WHAT IS EXPECTED: State how many lines in the following entries contain the word "reading". No other output.

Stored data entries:
+-------+
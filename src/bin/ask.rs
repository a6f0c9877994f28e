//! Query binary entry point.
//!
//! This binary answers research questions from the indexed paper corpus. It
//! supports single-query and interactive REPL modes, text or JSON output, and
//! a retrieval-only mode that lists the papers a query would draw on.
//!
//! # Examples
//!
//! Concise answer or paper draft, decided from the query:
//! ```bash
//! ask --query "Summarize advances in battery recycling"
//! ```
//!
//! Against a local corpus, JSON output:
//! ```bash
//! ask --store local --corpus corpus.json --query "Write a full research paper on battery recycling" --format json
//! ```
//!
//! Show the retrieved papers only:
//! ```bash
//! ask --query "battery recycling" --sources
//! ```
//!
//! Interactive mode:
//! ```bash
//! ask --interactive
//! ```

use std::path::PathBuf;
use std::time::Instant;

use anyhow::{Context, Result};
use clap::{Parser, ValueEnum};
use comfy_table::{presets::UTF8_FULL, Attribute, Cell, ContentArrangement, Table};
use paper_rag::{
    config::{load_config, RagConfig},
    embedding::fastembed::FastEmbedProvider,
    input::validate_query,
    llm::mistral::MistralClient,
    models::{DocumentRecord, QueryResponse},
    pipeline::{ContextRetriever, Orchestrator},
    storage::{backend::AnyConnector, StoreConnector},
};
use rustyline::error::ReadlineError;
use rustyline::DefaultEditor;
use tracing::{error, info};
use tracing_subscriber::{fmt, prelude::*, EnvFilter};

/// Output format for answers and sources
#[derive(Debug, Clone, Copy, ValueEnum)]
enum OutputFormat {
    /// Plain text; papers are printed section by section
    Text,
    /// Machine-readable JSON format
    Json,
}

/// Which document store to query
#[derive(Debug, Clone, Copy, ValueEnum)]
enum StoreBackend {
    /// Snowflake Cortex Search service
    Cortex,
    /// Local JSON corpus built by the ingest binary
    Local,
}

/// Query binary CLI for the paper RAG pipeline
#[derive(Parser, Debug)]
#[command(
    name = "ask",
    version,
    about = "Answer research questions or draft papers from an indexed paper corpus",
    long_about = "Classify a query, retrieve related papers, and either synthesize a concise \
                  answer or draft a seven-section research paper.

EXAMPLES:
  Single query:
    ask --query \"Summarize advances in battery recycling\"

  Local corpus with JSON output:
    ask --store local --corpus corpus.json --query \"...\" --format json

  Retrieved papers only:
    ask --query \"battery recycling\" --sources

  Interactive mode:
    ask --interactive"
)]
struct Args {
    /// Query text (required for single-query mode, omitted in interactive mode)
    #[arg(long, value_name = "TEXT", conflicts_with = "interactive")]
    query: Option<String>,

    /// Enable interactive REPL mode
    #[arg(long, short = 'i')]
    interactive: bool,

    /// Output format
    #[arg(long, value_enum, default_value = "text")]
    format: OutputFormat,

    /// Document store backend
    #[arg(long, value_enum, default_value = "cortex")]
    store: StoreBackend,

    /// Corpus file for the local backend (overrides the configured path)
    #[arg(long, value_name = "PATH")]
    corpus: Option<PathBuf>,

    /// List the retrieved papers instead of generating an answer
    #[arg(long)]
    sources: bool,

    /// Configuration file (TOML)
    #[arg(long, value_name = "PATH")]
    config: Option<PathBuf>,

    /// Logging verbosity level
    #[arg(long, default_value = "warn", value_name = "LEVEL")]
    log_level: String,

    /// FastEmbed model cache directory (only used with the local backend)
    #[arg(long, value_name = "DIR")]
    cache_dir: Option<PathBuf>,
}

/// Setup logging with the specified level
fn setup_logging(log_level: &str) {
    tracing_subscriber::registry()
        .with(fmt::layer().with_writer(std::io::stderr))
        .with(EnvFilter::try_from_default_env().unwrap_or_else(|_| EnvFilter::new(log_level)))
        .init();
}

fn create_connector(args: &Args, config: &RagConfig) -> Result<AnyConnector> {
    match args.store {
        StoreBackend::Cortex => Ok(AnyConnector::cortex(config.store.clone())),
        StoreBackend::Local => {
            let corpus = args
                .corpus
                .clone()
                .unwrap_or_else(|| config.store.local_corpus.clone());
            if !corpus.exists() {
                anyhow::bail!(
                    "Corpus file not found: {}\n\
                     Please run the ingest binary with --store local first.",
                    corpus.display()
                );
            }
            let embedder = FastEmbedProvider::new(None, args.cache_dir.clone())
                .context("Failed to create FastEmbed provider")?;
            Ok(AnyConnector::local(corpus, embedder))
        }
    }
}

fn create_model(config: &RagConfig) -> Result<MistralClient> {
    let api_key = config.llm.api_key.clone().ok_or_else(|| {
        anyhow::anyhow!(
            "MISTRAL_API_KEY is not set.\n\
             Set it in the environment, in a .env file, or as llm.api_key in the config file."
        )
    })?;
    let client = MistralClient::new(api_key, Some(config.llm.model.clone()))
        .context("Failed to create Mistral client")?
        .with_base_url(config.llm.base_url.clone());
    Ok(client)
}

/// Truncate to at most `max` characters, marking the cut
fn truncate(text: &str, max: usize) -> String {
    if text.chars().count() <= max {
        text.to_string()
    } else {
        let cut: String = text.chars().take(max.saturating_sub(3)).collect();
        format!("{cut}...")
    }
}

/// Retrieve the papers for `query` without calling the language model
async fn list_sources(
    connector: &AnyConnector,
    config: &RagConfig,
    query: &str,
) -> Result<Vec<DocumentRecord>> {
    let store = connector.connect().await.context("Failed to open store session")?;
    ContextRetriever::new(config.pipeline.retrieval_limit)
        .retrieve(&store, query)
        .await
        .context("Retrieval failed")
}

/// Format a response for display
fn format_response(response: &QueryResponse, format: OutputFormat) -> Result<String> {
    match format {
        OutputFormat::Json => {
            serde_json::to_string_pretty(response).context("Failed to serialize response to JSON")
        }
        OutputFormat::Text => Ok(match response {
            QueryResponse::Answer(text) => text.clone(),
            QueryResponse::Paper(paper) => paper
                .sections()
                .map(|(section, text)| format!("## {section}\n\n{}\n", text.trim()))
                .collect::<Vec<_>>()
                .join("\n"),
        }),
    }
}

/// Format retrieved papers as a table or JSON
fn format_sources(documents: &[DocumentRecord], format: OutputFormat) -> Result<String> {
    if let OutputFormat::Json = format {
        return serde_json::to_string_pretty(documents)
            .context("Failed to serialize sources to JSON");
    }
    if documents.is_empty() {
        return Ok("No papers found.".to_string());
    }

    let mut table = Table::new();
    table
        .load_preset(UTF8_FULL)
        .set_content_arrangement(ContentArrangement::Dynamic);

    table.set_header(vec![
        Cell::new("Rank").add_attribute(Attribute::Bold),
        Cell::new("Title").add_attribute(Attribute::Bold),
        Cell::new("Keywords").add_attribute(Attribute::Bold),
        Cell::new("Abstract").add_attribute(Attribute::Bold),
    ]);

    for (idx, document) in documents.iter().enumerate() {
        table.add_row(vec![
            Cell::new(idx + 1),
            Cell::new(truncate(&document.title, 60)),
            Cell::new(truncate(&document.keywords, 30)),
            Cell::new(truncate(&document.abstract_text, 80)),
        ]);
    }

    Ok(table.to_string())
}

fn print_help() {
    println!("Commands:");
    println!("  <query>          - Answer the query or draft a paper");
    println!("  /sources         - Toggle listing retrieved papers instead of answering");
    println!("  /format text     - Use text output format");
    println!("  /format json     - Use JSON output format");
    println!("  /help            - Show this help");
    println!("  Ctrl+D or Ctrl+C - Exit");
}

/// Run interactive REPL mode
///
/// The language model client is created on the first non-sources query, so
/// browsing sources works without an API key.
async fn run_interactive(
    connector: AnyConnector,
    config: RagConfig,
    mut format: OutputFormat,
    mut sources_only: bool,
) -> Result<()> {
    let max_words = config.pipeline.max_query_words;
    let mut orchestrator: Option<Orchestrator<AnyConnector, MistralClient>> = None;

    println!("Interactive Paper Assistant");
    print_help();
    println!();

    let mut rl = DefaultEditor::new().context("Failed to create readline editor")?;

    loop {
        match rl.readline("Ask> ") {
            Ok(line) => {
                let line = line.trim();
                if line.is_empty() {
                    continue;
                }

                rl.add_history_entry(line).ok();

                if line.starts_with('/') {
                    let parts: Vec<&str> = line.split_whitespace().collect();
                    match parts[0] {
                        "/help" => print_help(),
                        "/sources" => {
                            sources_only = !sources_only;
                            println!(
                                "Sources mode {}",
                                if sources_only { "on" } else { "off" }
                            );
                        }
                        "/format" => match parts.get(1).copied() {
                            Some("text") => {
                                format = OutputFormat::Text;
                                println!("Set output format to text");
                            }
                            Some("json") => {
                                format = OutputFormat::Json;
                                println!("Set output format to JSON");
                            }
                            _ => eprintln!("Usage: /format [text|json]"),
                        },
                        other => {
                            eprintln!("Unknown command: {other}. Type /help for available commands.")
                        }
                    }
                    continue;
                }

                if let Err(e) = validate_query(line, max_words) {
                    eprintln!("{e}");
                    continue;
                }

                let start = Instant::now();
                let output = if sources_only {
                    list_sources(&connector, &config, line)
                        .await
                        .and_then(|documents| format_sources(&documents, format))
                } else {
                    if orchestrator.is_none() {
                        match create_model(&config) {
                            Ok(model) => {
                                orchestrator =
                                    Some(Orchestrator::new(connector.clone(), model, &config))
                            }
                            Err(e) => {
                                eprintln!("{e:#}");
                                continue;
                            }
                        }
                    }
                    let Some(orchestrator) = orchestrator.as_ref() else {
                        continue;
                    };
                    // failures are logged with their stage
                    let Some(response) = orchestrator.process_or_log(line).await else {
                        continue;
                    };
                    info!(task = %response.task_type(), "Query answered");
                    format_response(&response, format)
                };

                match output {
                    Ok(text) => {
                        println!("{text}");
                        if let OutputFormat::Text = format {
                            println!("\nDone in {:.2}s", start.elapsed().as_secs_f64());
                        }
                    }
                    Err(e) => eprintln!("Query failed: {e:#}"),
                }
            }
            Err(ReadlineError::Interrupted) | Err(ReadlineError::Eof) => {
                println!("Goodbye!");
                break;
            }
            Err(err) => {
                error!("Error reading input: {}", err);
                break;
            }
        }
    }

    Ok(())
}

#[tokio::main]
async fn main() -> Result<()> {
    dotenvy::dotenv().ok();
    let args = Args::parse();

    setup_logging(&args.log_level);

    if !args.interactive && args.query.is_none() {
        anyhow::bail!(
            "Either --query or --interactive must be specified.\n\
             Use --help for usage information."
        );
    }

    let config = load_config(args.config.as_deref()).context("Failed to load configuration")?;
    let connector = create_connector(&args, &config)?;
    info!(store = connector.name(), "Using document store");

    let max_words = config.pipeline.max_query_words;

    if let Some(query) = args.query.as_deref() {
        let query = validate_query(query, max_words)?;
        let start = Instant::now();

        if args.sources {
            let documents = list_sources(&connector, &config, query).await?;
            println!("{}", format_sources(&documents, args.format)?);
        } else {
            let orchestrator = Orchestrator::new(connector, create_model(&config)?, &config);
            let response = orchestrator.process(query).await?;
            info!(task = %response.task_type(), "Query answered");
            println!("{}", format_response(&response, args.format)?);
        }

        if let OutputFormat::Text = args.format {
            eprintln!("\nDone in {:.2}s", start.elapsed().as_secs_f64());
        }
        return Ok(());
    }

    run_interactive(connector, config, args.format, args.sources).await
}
+-------+
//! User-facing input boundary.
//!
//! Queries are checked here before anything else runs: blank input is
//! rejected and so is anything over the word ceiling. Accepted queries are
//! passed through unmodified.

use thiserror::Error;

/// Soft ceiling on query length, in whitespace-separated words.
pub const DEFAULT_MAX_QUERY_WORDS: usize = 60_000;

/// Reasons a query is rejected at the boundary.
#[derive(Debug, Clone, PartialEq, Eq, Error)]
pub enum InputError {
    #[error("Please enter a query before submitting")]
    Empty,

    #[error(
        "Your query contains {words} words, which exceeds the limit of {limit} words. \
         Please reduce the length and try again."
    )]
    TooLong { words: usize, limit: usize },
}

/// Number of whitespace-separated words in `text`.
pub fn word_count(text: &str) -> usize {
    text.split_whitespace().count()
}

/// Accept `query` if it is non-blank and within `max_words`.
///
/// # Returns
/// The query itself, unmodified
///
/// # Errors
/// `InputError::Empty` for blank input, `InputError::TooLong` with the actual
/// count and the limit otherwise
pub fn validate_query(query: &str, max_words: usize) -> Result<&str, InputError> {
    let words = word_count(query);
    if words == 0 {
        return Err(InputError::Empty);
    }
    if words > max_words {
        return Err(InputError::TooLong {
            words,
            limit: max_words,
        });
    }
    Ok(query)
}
+-------+
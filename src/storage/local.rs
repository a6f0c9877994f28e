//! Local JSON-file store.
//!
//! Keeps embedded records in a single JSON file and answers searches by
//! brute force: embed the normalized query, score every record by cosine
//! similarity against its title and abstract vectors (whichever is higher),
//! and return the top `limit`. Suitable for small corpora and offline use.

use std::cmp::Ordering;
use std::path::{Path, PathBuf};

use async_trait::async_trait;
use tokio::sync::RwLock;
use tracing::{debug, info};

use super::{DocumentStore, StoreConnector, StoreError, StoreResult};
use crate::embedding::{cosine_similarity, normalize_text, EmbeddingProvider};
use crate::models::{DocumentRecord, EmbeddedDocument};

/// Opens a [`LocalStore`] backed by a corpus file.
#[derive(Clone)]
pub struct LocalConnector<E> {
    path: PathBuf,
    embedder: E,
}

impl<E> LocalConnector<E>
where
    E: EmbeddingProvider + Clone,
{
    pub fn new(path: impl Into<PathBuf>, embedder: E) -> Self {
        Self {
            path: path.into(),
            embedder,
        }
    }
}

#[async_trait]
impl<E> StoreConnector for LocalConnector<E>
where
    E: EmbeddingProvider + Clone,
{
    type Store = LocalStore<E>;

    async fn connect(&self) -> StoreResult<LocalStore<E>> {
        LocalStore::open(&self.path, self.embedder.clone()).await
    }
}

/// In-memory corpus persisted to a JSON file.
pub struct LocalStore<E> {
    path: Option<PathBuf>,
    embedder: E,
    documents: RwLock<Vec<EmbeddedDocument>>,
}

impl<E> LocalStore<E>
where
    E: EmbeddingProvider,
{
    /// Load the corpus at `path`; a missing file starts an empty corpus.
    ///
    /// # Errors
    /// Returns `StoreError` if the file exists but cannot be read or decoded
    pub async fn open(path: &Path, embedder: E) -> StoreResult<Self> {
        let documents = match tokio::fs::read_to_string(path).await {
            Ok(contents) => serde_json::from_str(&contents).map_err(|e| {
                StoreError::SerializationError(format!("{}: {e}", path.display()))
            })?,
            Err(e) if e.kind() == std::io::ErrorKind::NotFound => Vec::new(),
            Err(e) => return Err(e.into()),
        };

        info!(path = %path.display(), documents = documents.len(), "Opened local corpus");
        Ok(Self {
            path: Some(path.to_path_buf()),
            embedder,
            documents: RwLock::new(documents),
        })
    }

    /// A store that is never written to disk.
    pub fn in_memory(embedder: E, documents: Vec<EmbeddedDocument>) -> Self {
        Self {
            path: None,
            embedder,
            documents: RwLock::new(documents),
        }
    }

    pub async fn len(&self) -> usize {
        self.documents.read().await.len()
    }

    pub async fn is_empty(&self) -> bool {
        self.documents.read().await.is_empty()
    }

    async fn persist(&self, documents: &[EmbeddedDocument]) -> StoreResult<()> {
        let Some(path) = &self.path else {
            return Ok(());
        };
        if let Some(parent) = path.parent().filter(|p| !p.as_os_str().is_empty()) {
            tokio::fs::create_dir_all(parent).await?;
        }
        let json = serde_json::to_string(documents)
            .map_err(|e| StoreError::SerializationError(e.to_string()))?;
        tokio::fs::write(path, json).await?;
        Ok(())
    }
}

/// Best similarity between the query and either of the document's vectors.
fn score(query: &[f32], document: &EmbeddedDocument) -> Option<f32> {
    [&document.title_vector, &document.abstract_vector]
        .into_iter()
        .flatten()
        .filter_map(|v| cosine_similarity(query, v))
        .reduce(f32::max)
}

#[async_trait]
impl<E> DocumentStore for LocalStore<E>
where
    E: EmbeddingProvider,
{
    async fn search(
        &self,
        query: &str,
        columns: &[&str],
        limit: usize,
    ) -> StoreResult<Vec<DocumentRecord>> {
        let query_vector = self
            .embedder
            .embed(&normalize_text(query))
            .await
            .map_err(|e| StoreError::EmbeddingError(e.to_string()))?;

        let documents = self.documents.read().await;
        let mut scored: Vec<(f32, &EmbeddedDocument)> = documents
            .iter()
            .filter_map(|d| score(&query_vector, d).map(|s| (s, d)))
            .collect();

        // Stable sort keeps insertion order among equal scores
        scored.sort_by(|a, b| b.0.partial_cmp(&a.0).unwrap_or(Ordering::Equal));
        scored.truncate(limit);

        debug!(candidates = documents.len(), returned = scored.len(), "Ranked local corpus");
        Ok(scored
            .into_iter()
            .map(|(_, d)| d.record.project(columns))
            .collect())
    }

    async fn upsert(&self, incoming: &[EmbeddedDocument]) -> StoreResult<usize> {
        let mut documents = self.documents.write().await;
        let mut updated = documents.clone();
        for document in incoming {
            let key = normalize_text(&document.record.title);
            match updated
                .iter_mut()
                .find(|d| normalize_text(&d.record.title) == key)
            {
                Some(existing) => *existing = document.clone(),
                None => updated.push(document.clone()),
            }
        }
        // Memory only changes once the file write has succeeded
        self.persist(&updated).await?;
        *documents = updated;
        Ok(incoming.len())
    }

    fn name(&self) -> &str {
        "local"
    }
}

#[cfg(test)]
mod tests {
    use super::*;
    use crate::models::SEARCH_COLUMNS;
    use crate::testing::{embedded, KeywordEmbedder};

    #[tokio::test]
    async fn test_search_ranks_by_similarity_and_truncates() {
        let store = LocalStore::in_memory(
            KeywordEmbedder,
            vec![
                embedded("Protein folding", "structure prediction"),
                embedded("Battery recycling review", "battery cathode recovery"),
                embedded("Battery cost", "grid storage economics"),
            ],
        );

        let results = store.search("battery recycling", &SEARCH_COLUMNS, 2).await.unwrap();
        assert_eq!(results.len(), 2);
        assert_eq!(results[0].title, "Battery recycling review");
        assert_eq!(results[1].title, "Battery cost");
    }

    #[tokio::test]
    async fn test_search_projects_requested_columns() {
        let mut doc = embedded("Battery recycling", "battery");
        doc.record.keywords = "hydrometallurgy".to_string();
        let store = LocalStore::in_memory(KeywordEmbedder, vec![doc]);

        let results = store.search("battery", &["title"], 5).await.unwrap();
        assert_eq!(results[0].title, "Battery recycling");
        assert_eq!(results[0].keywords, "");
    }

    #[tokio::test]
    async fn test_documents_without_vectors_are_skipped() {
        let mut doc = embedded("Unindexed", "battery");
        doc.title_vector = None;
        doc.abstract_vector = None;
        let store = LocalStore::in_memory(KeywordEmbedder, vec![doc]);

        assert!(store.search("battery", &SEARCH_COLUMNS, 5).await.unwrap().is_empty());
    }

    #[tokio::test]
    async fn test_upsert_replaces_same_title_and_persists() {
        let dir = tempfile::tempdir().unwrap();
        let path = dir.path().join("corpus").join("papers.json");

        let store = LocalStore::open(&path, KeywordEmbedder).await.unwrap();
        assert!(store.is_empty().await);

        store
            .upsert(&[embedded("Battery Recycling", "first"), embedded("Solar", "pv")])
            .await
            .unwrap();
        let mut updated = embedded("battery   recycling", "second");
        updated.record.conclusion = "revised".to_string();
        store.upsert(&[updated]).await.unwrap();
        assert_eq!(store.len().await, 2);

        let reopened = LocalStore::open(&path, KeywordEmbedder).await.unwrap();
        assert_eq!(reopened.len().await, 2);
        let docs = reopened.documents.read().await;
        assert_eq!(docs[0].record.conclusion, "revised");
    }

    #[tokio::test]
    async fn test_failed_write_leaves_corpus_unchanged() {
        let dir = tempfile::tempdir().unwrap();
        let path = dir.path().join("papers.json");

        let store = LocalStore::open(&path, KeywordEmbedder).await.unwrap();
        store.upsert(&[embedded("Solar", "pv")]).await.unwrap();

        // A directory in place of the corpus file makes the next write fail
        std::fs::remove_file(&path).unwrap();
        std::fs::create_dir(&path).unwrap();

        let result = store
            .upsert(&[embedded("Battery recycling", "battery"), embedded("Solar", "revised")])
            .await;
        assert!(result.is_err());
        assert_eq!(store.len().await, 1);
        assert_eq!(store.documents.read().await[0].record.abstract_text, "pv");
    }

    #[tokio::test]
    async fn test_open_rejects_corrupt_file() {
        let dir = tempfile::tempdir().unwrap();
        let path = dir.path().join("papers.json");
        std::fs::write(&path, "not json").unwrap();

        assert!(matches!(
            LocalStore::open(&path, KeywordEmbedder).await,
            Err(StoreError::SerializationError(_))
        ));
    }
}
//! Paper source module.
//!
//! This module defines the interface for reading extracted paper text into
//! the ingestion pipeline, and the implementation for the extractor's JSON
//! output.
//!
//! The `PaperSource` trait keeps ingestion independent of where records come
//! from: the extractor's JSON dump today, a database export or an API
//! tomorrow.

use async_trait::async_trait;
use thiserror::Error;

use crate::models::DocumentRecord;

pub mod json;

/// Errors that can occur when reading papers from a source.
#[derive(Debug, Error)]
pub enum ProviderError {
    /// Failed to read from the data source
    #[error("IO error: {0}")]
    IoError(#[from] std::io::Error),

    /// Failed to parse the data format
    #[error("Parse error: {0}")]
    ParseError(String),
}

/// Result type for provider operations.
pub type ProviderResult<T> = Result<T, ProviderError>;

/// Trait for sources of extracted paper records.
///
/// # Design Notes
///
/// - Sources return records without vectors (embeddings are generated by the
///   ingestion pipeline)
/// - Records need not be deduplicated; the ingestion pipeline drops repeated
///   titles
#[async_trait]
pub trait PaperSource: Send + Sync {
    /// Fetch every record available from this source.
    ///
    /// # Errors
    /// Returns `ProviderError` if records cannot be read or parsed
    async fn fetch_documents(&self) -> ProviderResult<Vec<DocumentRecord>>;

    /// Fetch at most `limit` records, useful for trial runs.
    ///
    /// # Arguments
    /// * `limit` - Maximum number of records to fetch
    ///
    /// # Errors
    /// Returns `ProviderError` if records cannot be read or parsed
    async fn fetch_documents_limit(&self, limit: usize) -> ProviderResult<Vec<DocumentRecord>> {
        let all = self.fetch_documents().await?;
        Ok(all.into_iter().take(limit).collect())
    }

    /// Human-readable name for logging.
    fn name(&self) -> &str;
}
+-------+
RESPONSE AREA: 3